Exercise instructions:
Please count the lines in the data below that hold the word "OsRng", and give only the number.

▼

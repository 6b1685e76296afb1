use argon2::{
    password_hash::{rand_core::OsRng, PasswordHash, PasswordHasher, PasswordVerifier, SaltString},
    Argon2,
};
use chrono::{Duration, Utc};
use jsonwebtoken::{decode, encode, DecodingKey, EncodingKey, Header, Validation};
use serde::{Deserialize, Serialize};

// Claims carried inside an access token
#[derive(Debug, Serialize, Deserialize)]
pub struct Claims {
    pub sub: String,
    pub exp: usize,
}

// Hash a password with Argon2id and a fresh random salt; the salt and
// parameters are embedded in the returned PHC string.
pub fn hash_password(password: &str) -> Result<String, argon2::password_hash::Error> {
    let salt = SaltString::generate(&mut OsRng);
    let hash = Argon2::default().hash_password(password.as_bytes(), &salt)?;
    Ok(hash.to_string())
}

// Verify a password against a stored PHC string. A malformed hash counts
// as a mismatch instead of an error.
pub fn verify_password(password: &str, hashed_password: &str) -> bool {
    PasswordHash::new(hashed_password)
        .and_then(|parsed| Argon2::default().verify_password(password.as_bytes(), &parsed))
        .is_ok()
}

// Mint an HS256 token for the given subject, expiring after ttl_minutes
pub fn create_access_token(
    secret: &str,
    sub: &str,
    ttl_minutes: i64,
) -> Result<String, jsonwebtoken::errors::Error> {
    let exp = (Utc::now() + Duration::minutes(ttl_minutes)).timestamp();
    let claims = Claims {
        sub: sub.to_owned(),
        exp: exp as usize,
    };
    encode(
        &Header::default(),
        &claims,
        &EncodingKey::from_secret(secret.as_bytes()),
    )
}

// Check signature and expiry and return the claims. Pure function, no
// store access; the caller decides what a failure means.
pub fn decode_token(secret: &str, token: &str) -> Result<Claims, jsonwebtoken::errors::Error> {
    let data = decode::<Claims>(
        token,
        &DecodingKey::from_secret(secret.as_bytes()),
        &Validation::default(),
    )?;
    Ok(data.claims)
}

#[cfg(test)]
mod tests {
    use super::*;

    const SECRET: &str = "test-secret";

    #[test]
    fn password_round_trip() {
        let hash = hash_password("pw1").unwrap();
        assert!(verify_password("pw1", &hash));
        assert!(!verify_password("pw2", &hash));
    }

    #[test]
    fn hashes_embed_fresh_salts() {
        let first = hash_password("pw1").unwrap();
        let second = hash_password("pw1").unwrap();
        assert_ne!(first, second);
        assert!(verify_password("pw1", &first));
        assert!(verify_password("pw1", &second));
    }

    #[test]
    fn malformed_hash_is_a_mismatch() {
        assert!(!verify_password("pw1", ""));
        assert!(!verify_password("pw1", "not-a-phc-string"));
    }

    #[test]
    fn token_round_trip_keeps_subject() {
        let token = create_access_token(SECRET, "alice", 60).unwrap();
        let claims = decode_token(SECRET, &token).unwrap();
        assert_eq!(claims.sub, "alice");
    }

    #[test]
    fn expired_token_is_rejected() {
        // exp two minutes in the past, beyond the default 60s leeway
        let token = create_access_token(SECRET, "alice", -2).unwrap();
        assert!(decode_token(SECRET, &token).is_err());
    }

    #[test]
    fn tampered_signature_is_rejected() {
        let token = create_access_token(SECRET, "alice", 60).unwrap();
        let parts: Vec<&str> = token.split('.').collect();
        let signature = parts[2];
        let flipped = if signature.as_bytes()[0] == b'A' { 'B' } else { 'A' };
        let tampered = format!("{}.{}.{}{}", parts[0], parts[1], flipped, &signature[1..]);
        assert!(decode_token(SECRET, &tampered).is_err());
    }

    #[test]
    fn wrong_secret_is_rejected() {
        let token = create_access_token(SECRET, "alice", 60).unwrap();
        assert!(decode_token("another-secret", &token).is_err());
    }

    #[test]
    fn token_without_subject_is_rejected() {
        #[derive(Serialize)]
        struct NoSubject {
            exp: usize,
        }
        let exp = (Utc::now() + Duration::minutes(60)).timestamp() as usize;
        let token = encode(
            &Header::default(),
            &NoSubject { exp },
            &EncodingKey::from_secret(SECRET.as_bytes()),
        )
        .unwrap();
        assert!(decode_token(SECRET, &token).is_err());
    }
}
use axum::{
    http::StatusCode,
    response::{IntoResponse, Response},
    Json,
};
use serde_json::json;
use thiserror::Error;
use tracing::error;

// Error taxonomy for the whole API; every handler returns this so the
// HTTP mapping lives in exactly one place.
#[derive(Debug, Error)]
pub enum ApiError {
    #[error("{0}")]
    Unauthenticated(&'static str),
    #[error("{0}")]
    NotFound(&'static str),
    #[error("{0}")]
    Conflict(&'static str),
    #[error("{0}")]
    BadRequest(&'static str),
    #[error("Internal server error")]
    Internal,
}

impl ApiError {
    fn status_code(&self) -> StatusCode {
        match self {
            ApiError::Unauthenticated(_) => StatusCode::UNAUTHORIZED,
            ApiError::NotFound(_) => StatusCode::NOT_FOUND,
            ApiError::Conflict(_) | ApiError::BadRequest(_) => StatusCode::BAD_REQUEST,
            ApiError::Internal => StatusCode::INTERNAL_SERVER_ERROR,
        }
    }
}

impl IntoResponse for ApiError {
    fn into_response(self) -> Response {
        let status = match self {
            ApiError::Internal => "error",
            _ => "fail",
        };
        let error_response = json!({
            "status": status,
            "message": self.to_string(),
        });
        (self.status_code(), Json(error_response)).into_response()
    }
}

// Store failures are logged server-side and surfaced without detail
impl From<sqlx::Error> for ApiError {
    fn from(err: sqlx::Error) -> Self {
        error!("database error: {:?}", err);
        ApiError::Internal
    }
}
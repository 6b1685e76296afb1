// Data model representing a Todo item
#[derive(Debug, sqlx::FromRow, serde::Serialize, serde::Deserialize)]
pub struct Todo {
    pub(crate) id: i32,
    pub(crate) title: String,
    pub(crate) description: Option<String>,
    pub(crate) completed: bool,
}

// Data model representing a registered user. No Serialize derive: the
// password hash must never end up in a response body.
#[derive(Debug, sqlx::FromRow)]
pub struct User {
    pub(crate) id: i32,
    pub(crate) username: String,
    pub(crate) hashed_password: String,
}

#[derive(Debug, Clone)]
pub struct CurrentUser {
    pub(crate) username: String,
}
pub mod auth;
pub mod error;
pub mod handler;
pub mod middleware;
pub mod model;
pub mod route;
pub mod schema;

use sqlx::{Pool, Sqlite};

// Struct representing the application state
pub struct AppState {
    pub db: Pool<Sqlite>,
    pub config: Config,
}

// Process-wide configuration, read once at startup and immutable after
#[derive(Debug, Clone)]
pub struct Config {
    pub database_url: String,
    pub jwt_secret: String,
    pub token_ttl_minutes: i64,
}

impl Config {
    pub fn from_env() -> Self {
        let database_url =
            std::env::var("DATABASE_URL").unwrap_or_else(|_| "sqlite://todo.db".to_string());
        let jwt_secret =
            std::env::var("JWT_SECRET").unwrap_or_else(|_| "change-this-secret".to_string());
        let token_ttl_minutes = std::env::var("TOKEN_TTL_MINUTES")
            .ok()
            .and_then(|value| value.parse().ok())
            .unwrap_or(60);

        Self {
            database_url,
            jwt_secret,
            token_ttl_minutes,
        }
    }
}

// Create the 'users' and 'todos' tables if they don't exist
pub async fn create_tables(pool: &Pool<Sqlite>) -> Result<(), sqlx::Error> {
    sqlx::query(
        r#"CREATE TABLE IF NOT EXISTS users (
        id INTEGER PRIMARY KEY AUTOINCREMENT,
        username TEXT NOT NULL UNIQUE,
        hashed_password TEXT NOT NULL
    );"#,
    )
    .execute(pool)
    .await?;

    sqlx::query(
        r#"CREATE TABLE IF NOT EXISTS todos (
        id INTEGER PRIMARY KEY AUTOINCREMENT,
        title TEXT NOT NULL,
        description TEXT,
        completed BOOLEAN NOT NULL DEFAULT 0,
        owner_id INTEGER NOT NULL REFERENCES users(id),
        created_at TIMESTAMP NOT NULL DEFAULT CURRENT_TIMESTAMP
    );"#,
    )
    .execute(pool)
    .await?;

    Ok(())
}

▲

Response to the exercise:
2